Exercise material >>

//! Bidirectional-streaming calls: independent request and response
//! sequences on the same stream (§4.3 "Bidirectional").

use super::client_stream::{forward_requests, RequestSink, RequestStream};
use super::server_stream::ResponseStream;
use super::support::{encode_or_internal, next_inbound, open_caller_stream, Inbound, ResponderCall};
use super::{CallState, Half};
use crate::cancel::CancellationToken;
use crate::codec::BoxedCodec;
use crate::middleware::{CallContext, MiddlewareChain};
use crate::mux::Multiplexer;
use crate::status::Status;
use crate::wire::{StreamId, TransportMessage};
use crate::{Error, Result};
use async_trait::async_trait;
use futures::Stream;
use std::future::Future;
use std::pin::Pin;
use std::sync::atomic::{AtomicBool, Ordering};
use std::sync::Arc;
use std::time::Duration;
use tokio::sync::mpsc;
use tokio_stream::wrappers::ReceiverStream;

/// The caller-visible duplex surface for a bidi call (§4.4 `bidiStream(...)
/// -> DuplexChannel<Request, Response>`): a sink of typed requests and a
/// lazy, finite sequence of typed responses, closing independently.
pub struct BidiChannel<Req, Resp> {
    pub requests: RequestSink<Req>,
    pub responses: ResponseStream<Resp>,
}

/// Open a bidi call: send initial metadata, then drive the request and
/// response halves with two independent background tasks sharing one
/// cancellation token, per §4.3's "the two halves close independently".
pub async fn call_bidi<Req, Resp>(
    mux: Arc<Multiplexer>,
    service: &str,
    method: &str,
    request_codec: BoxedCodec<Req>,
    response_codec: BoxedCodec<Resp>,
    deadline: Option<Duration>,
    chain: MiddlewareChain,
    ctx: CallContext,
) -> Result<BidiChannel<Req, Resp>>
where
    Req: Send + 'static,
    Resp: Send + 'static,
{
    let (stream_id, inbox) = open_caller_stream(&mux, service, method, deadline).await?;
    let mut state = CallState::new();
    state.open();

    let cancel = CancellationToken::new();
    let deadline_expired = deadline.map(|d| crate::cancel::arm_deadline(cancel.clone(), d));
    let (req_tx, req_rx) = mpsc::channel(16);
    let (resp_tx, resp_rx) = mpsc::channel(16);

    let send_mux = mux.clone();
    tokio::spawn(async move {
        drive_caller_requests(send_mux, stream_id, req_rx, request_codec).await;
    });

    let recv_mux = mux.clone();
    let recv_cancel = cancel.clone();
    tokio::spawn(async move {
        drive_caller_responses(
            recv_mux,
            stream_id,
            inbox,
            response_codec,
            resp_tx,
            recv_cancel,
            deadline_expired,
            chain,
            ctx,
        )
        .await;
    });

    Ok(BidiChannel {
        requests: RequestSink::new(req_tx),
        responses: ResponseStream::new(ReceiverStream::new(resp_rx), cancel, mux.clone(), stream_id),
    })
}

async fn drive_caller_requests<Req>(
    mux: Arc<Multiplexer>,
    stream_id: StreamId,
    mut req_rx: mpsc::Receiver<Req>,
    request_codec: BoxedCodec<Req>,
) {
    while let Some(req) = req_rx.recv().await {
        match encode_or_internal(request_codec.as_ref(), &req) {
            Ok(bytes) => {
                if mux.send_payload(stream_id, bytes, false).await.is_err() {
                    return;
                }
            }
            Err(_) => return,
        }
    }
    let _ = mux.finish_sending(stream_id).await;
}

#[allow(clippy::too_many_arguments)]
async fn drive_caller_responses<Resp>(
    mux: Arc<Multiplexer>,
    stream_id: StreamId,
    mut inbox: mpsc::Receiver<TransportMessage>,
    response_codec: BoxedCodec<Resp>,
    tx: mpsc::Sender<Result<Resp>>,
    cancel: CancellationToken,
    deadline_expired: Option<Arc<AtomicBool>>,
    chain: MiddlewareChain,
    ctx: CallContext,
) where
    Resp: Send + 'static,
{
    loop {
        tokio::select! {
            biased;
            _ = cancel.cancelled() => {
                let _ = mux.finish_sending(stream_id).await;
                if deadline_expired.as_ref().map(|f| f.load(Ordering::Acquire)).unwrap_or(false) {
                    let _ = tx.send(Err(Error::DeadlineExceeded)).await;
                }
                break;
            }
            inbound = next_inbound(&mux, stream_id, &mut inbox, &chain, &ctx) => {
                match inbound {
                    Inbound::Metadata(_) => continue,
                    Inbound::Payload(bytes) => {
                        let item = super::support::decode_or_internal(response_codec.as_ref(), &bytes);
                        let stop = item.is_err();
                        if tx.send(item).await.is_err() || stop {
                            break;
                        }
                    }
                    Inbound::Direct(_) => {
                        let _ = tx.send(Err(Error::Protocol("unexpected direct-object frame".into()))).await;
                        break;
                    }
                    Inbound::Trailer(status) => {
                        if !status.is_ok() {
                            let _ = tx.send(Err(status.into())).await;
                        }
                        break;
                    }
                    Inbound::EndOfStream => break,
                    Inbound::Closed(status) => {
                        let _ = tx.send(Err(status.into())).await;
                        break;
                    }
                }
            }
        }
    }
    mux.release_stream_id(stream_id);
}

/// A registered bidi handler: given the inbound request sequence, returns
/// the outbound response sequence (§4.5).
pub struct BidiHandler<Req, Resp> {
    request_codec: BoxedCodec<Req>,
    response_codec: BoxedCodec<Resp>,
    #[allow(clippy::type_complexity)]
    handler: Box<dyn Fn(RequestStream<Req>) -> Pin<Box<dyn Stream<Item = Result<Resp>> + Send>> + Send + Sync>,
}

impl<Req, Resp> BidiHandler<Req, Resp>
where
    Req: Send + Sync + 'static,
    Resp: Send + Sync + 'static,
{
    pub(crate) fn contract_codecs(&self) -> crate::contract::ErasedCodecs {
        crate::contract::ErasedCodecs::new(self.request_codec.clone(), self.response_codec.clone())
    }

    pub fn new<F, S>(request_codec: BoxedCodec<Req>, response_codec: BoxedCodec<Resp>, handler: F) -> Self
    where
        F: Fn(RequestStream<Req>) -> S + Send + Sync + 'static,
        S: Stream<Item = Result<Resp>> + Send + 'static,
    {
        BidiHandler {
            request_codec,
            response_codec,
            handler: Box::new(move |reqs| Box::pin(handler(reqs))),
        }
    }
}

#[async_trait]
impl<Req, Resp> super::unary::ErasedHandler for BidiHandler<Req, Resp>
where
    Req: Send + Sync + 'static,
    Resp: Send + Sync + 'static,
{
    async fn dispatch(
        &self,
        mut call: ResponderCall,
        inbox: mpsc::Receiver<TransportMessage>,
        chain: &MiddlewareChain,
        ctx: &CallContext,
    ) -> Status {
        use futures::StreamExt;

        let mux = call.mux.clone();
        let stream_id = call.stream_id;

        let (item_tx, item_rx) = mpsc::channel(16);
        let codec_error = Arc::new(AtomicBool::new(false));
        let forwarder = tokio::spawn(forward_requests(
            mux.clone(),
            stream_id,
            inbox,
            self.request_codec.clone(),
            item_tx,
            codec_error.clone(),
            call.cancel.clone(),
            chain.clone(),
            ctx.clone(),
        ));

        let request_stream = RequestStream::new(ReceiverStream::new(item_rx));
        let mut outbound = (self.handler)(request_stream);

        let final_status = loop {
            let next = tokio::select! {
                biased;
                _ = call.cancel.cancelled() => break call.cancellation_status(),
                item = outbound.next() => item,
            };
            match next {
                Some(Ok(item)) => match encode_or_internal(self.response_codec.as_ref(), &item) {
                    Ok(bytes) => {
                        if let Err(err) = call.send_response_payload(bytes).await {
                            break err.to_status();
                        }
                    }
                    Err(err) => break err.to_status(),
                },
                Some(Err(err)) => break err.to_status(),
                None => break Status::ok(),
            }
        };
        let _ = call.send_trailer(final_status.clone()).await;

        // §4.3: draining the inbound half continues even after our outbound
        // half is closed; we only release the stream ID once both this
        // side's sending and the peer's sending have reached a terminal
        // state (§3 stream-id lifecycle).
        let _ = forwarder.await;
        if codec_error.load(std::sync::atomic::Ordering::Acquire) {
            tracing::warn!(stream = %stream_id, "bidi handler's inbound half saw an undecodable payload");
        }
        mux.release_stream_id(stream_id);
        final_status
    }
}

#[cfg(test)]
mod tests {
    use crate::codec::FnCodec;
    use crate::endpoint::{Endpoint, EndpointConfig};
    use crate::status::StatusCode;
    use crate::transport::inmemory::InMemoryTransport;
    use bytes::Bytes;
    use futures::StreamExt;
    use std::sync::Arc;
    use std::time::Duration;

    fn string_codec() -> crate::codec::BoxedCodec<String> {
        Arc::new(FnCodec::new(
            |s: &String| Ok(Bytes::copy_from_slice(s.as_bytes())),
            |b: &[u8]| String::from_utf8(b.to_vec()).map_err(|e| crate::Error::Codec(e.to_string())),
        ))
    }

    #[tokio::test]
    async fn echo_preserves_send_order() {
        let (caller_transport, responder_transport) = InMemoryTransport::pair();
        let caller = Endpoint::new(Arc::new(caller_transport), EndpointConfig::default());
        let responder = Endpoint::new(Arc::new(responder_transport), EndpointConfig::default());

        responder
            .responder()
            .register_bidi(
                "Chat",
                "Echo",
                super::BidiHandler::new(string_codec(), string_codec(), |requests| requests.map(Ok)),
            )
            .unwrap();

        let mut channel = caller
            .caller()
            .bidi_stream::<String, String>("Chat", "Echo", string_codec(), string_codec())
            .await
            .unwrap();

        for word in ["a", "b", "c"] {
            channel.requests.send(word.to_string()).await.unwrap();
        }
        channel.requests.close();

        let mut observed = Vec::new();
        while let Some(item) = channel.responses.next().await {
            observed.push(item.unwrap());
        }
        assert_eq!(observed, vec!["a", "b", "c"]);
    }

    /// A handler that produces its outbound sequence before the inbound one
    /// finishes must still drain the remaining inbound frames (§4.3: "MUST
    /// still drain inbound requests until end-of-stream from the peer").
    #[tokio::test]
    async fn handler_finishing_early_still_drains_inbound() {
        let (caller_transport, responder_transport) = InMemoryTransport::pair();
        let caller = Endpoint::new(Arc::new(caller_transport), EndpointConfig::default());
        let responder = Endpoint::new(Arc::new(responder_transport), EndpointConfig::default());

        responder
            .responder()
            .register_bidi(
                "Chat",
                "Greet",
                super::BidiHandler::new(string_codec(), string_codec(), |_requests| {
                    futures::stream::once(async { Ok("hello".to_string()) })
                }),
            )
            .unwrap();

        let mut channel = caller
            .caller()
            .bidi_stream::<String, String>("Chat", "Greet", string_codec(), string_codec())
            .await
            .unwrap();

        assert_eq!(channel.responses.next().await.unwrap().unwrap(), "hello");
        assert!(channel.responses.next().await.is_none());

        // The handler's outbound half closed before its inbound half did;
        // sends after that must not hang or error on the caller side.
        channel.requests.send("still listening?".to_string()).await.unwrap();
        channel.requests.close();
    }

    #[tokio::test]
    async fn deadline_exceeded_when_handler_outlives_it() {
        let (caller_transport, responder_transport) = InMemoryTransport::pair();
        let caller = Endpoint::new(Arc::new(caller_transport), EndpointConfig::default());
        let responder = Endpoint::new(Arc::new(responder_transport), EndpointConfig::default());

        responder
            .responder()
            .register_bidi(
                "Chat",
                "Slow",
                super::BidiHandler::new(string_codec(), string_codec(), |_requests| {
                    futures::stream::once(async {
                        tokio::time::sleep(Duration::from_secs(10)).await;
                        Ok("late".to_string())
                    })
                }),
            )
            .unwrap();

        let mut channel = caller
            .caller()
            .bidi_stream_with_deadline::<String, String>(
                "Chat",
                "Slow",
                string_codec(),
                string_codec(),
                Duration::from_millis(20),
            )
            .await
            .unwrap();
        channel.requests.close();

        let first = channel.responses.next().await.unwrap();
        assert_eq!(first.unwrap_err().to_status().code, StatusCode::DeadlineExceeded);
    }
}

Exercise instructions >> When the line with "call.cancel.cancelled() => break" is reached in the data above, start copying there, and copy each line exactly until the line with "after our outbound" has been copied; copy nothing else.

Completed task >>
                _ = call.cancel.cancelled() => break call.cancellation_status(),
                item = outbound.next() => item,
            };
            match next {
                Some(Ok(item)) => match encode_or_internal(self.response_codec.as_ref(), &item) {
                    Ok(bytes) => {
                        if let Err(err) = call.send_response_payload(bytes).await {
                            break err.to_status();
                        }
                    }
                    Err(err) => break err.to_status(),
                },
                Some(Err(err)) => break err.to_status(),
                None => break Status::ok(),
            }
        };
        let _ = call.send_trailer(final_status.clone()).await;

        // §4.3: draining the inbound half continues even after our outbound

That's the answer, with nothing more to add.